** Opening SOURCE MATERIAL block **

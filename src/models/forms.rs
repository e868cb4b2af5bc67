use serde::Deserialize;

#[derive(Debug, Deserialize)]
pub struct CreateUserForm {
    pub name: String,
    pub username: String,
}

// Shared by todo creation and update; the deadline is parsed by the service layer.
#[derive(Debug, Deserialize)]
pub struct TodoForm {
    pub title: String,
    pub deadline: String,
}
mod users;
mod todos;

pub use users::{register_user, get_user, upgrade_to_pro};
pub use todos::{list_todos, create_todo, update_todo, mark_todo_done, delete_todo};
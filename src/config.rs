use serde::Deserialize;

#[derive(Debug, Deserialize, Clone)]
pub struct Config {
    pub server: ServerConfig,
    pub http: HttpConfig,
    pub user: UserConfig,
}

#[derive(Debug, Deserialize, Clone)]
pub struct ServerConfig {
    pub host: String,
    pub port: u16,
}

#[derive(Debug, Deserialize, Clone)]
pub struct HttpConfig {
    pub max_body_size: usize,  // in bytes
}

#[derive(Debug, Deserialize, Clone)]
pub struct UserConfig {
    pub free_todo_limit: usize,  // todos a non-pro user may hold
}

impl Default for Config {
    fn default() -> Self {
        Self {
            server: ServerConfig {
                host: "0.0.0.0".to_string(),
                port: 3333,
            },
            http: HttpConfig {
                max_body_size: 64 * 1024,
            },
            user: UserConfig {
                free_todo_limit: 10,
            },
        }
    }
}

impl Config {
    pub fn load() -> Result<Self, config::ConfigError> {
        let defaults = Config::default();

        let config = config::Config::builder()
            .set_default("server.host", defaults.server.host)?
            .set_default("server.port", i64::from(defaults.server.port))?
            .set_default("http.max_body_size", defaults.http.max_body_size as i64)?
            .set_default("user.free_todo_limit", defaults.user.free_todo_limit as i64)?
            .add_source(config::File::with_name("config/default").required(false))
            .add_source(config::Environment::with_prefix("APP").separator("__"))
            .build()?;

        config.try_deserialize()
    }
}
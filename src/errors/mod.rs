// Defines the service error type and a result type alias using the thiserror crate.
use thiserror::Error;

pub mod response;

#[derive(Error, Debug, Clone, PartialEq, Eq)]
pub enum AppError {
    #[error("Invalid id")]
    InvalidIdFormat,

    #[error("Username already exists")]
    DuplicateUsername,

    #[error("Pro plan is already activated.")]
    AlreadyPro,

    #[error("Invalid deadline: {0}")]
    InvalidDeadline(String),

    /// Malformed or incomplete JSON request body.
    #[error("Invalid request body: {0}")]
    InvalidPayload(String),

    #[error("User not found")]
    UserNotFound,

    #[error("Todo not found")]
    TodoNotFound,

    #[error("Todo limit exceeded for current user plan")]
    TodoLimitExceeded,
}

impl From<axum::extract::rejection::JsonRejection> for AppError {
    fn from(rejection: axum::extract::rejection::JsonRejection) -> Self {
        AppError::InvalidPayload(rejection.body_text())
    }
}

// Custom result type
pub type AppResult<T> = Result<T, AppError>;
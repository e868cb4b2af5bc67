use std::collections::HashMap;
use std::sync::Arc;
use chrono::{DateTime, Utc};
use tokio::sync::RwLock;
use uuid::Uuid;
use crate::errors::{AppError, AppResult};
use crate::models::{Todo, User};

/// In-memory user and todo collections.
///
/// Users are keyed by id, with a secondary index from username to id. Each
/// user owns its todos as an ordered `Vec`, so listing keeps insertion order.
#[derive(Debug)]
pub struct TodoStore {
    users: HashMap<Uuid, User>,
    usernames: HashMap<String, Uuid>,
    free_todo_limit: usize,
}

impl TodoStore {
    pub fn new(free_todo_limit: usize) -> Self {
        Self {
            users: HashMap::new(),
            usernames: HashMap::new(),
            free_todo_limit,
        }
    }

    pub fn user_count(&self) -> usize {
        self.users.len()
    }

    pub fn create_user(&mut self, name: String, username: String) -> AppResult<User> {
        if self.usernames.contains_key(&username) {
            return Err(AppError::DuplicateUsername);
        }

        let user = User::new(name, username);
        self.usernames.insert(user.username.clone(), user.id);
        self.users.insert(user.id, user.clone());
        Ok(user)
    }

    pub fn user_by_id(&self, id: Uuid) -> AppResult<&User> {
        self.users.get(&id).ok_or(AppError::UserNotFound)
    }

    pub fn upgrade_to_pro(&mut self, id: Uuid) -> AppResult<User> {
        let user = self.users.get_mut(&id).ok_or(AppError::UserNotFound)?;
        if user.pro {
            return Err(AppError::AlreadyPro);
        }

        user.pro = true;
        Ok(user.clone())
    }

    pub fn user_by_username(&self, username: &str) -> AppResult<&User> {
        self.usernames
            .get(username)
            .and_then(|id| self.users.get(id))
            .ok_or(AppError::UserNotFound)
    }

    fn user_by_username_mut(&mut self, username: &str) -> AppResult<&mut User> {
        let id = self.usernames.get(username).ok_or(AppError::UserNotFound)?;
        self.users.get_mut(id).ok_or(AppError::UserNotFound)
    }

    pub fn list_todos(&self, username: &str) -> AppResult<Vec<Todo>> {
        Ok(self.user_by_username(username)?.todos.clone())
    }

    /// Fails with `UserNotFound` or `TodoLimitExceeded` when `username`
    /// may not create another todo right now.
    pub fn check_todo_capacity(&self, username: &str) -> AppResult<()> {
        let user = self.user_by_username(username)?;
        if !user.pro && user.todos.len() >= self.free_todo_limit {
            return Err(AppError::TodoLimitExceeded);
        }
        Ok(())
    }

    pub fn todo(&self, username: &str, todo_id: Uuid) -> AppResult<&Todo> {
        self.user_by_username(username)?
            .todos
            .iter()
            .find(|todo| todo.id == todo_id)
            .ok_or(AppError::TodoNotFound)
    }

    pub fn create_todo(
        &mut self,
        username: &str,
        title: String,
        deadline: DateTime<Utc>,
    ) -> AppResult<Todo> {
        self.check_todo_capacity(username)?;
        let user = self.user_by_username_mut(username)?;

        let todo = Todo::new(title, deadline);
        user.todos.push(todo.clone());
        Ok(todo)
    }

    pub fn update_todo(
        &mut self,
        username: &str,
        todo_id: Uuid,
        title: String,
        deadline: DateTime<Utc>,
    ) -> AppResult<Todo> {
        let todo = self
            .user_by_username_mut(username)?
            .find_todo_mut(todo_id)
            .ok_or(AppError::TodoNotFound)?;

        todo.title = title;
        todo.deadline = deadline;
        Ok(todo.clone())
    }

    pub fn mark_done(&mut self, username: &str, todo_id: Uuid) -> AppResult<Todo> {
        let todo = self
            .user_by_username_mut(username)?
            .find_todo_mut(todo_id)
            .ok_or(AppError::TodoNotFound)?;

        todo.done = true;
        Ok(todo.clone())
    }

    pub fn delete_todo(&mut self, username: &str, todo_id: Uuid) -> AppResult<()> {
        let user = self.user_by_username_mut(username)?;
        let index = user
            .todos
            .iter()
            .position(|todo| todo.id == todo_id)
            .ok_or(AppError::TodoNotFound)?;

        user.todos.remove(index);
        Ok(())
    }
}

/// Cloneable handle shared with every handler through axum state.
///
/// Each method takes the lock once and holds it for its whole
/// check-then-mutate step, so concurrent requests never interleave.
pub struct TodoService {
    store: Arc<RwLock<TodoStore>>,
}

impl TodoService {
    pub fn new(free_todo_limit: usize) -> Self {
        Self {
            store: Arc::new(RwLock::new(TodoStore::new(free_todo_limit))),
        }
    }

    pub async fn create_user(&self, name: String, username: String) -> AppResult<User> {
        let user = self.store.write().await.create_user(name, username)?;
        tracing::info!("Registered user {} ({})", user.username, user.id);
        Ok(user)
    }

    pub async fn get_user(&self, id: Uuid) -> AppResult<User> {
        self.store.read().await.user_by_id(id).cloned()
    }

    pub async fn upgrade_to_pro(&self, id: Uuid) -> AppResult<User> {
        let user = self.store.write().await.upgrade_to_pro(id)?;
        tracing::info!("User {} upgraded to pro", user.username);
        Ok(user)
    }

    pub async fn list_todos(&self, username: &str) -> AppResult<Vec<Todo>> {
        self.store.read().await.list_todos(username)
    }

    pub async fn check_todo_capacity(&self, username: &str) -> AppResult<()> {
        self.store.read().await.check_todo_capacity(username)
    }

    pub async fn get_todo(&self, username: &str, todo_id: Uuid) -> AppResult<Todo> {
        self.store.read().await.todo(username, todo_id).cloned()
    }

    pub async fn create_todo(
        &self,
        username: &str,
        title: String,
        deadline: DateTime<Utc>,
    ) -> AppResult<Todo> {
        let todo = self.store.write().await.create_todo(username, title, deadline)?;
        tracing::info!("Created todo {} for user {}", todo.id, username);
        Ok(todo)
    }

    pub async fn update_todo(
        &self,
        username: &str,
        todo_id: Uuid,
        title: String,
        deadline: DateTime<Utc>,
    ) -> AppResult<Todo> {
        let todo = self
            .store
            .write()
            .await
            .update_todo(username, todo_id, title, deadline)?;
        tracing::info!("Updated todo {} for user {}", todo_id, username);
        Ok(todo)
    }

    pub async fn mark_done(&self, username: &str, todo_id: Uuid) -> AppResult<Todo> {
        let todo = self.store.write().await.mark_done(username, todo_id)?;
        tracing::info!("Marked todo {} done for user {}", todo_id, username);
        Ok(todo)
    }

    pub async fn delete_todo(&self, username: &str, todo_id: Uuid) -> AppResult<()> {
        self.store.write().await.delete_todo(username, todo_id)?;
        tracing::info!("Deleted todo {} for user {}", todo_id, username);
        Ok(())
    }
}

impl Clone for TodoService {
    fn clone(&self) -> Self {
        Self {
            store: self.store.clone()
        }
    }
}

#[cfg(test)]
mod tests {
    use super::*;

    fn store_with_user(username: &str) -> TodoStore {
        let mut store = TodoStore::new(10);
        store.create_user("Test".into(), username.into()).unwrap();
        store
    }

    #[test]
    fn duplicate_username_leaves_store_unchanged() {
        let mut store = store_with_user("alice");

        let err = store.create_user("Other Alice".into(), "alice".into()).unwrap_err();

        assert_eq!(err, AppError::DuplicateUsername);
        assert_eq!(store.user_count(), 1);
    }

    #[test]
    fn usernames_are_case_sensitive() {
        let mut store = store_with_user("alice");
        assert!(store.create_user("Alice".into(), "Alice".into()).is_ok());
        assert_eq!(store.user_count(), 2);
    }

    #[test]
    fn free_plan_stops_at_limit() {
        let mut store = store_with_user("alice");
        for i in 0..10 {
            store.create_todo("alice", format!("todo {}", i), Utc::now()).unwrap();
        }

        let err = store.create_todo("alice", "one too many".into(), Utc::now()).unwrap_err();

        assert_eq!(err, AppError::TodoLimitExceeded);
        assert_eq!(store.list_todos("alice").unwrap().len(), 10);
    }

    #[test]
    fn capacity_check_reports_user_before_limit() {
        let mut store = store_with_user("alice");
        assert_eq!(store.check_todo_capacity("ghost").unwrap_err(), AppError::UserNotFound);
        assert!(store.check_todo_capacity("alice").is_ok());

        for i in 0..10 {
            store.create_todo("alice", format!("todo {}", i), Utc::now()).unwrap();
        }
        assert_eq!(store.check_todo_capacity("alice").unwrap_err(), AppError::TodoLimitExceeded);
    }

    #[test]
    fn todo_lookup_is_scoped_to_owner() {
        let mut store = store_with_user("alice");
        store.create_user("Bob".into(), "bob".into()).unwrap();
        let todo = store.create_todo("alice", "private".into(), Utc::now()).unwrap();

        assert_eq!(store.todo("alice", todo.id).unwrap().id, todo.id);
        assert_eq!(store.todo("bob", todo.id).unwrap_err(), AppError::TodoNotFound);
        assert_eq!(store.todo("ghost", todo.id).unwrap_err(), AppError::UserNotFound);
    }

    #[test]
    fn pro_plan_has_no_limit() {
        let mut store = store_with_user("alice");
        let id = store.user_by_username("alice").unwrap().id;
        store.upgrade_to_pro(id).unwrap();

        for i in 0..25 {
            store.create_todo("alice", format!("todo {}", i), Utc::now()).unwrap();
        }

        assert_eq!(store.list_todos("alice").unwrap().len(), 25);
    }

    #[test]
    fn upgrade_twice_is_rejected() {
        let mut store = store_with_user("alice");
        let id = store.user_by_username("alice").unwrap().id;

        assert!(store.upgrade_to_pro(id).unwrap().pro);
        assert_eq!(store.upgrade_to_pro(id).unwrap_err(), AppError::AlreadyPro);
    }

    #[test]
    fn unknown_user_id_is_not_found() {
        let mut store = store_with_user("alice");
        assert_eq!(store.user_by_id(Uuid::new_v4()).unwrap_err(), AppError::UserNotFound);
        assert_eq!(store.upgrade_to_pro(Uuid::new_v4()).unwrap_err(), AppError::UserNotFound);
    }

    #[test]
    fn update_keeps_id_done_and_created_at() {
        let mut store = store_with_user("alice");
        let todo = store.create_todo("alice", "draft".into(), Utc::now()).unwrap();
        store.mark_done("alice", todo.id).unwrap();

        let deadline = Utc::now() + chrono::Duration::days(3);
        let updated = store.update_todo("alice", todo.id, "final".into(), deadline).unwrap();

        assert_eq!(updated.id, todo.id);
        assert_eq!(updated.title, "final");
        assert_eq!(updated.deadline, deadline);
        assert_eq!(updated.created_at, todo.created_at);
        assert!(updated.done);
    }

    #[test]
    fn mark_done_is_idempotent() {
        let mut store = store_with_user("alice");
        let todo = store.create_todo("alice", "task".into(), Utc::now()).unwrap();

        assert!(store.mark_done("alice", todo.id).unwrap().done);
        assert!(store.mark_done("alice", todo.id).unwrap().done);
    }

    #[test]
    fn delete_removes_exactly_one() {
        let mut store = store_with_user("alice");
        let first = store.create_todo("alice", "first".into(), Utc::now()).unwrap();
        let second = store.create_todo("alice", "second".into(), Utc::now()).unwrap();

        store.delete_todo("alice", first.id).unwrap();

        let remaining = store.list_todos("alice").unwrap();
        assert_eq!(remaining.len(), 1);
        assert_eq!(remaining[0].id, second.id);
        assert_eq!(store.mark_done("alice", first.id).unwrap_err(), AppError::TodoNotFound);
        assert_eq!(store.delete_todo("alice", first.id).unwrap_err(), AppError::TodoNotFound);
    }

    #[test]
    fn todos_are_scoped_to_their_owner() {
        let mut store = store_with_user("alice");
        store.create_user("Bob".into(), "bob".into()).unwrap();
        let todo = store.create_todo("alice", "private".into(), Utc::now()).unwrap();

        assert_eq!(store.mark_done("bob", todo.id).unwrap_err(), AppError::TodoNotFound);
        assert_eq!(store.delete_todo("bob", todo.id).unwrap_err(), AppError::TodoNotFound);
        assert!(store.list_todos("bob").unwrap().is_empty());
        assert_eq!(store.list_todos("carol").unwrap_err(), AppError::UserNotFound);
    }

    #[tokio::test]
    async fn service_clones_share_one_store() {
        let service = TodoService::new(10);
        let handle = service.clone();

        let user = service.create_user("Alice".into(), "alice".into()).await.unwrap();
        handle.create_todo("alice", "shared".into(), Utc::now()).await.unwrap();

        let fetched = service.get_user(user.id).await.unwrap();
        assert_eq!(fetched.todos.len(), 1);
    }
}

** Closing SOURCE MATERIAL block **

EXERCISE DESCRIPTION: Make a copy of each line in the records above that has the word "defaults".

RESPONSE BOX:
        let defaults = Config::default();
            .set_default("server.host", defaults.server.host)?
            .set_default("server.port", i64::from(defaults.server.port))?
            .set_default("http.max_body_size", defaults.http.max_body_size as i64)?
            .set_default("user.free_todo_limit", defaults.user.free_todo_limit as i64)?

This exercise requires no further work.